EXERCISE DESCRIPTION: Which lines have the string "HashMap"? Copy all of them from the entries below.

EXERCISE DATA:
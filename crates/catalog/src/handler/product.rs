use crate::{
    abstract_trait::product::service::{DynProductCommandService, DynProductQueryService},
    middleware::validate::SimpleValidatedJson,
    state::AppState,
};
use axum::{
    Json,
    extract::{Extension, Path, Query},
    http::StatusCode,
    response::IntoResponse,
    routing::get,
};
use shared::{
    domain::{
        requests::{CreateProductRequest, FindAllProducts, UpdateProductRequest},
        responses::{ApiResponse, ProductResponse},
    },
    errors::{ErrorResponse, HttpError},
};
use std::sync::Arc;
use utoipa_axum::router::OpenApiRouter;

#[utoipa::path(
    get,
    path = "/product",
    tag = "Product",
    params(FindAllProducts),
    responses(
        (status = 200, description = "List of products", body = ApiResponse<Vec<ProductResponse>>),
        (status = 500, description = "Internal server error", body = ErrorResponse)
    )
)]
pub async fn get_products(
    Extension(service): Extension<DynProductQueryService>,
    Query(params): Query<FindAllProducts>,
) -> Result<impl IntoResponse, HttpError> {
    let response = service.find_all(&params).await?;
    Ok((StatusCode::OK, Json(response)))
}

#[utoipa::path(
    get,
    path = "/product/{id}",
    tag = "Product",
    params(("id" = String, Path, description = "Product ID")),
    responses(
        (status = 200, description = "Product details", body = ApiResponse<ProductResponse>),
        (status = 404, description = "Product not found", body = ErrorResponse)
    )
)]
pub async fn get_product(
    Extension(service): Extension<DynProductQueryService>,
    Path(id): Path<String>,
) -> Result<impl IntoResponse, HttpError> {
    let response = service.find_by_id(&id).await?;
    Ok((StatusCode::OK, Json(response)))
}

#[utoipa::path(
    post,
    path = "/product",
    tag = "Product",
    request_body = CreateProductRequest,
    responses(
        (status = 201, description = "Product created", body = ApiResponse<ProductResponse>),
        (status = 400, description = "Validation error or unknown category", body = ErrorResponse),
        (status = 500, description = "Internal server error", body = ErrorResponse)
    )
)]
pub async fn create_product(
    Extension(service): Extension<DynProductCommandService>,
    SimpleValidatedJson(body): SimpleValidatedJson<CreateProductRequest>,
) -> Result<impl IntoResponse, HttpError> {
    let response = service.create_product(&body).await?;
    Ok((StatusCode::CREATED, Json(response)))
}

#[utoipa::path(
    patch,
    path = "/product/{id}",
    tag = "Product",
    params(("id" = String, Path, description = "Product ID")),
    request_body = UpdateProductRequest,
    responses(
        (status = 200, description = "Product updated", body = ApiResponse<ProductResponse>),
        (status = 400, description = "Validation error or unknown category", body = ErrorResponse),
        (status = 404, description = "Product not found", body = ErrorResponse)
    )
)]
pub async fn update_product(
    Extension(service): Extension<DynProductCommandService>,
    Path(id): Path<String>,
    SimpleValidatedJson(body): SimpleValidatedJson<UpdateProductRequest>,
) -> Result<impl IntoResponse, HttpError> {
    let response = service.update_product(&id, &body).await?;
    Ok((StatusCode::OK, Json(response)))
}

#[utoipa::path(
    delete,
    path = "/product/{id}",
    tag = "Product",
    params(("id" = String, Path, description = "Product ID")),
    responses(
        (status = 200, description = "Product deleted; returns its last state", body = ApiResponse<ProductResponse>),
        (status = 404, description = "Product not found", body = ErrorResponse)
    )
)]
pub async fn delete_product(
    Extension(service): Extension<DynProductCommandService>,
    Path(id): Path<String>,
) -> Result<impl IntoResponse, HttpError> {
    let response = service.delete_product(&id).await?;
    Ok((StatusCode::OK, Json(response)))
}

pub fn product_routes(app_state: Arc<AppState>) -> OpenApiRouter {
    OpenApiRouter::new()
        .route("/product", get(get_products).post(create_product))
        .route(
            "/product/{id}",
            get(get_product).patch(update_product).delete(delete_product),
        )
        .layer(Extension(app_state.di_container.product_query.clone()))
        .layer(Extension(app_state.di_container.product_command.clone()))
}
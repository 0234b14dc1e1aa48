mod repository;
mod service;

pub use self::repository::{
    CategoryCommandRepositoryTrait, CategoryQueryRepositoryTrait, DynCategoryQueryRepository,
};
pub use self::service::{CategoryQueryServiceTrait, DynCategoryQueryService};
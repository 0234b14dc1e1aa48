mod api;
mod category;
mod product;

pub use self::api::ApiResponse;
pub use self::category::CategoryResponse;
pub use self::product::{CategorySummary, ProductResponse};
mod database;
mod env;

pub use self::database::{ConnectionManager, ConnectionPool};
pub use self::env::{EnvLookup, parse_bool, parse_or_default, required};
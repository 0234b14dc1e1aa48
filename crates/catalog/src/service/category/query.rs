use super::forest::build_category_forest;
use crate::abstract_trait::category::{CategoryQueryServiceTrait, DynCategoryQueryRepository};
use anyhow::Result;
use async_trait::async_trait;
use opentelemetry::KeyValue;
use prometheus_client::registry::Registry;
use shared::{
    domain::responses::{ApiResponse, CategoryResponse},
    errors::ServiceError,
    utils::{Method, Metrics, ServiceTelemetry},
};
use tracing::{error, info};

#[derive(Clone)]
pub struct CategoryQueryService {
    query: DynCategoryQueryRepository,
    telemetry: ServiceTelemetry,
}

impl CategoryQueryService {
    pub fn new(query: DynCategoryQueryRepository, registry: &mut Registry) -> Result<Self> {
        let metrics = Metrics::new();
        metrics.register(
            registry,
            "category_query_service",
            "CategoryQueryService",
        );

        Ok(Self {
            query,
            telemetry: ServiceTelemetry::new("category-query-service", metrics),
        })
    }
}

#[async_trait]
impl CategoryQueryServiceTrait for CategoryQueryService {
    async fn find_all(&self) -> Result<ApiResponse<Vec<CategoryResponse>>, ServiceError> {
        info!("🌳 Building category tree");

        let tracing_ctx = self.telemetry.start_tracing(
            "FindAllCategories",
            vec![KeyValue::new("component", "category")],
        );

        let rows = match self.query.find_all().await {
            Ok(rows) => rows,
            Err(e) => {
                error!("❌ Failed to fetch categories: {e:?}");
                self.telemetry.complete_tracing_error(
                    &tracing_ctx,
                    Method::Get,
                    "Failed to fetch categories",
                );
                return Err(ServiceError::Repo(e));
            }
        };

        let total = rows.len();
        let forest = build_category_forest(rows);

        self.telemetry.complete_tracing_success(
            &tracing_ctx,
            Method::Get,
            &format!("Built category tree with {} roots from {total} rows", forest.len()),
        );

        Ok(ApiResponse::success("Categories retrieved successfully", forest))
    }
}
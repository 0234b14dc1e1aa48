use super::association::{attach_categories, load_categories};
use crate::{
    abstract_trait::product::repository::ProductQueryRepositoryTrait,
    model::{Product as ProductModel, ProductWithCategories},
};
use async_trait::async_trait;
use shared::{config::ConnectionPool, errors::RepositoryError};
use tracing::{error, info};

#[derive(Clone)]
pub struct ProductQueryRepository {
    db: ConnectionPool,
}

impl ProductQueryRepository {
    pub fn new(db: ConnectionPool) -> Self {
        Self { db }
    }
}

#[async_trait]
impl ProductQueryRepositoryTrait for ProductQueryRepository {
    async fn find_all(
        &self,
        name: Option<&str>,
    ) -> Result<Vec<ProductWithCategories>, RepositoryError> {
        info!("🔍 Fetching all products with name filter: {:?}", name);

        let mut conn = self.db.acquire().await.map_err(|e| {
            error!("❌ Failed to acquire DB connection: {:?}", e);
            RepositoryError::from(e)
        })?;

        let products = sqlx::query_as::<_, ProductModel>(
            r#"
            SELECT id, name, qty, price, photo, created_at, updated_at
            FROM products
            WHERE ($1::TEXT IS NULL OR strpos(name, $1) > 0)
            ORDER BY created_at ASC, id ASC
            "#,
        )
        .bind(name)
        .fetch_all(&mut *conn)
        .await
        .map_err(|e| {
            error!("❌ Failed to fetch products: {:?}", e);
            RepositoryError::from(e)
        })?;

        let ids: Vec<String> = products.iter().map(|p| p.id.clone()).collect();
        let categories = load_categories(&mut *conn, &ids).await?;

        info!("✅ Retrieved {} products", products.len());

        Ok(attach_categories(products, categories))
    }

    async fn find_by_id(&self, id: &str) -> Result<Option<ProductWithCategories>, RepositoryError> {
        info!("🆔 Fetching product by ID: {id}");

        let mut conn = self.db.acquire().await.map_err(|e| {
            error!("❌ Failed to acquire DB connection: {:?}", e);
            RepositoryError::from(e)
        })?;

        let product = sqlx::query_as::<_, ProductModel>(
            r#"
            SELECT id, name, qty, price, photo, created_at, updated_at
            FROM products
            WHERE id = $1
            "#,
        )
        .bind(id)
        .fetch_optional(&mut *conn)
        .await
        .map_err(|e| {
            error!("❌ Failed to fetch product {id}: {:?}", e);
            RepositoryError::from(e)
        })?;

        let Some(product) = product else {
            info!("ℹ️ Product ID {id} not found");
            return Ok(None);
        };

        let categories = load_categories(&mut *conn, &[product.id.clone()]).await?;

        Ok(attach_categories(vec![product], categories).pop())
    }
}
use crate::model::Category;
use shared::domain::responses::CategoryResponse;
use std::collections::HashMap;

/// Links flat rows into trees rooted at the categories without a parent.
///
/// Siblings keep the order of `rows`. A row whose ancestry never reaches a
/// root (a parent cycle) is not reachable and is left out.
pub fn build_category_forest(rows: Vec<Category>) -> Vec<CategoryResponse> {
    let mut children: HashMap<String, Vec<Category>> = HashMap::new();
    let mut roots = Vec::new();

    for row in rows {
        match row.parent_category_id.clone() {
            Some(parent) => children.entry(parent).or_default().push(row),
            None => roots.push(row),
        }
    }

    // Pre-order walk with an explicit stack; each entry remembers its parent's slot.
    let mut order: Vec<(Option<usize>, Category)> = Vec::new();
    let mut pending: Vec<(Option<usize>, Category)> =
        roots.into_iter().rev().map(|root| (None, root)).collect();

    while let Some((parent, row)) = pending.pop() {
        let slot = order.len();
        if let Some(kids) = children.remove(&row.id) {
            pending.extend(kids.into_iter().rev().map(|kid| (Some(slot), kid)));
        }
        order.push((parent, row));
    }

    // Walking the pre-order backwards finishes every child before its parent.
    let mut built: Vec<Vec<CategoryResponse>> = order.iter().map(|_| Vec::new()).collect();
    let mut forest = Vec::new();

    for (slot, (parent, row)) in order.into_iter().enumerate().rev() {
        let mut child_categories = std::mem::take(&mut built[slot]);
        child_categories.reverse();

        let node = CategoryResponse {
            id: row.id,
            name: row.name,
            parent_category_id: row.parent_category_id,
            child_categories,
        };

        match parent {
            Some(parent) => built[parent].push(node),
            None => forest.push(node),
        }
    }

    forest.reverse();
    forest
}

TASK SOLUTION:
use std::collections::HashMap;
    let mut children: HashMap<String, Vec<Category>> = HashMap::new();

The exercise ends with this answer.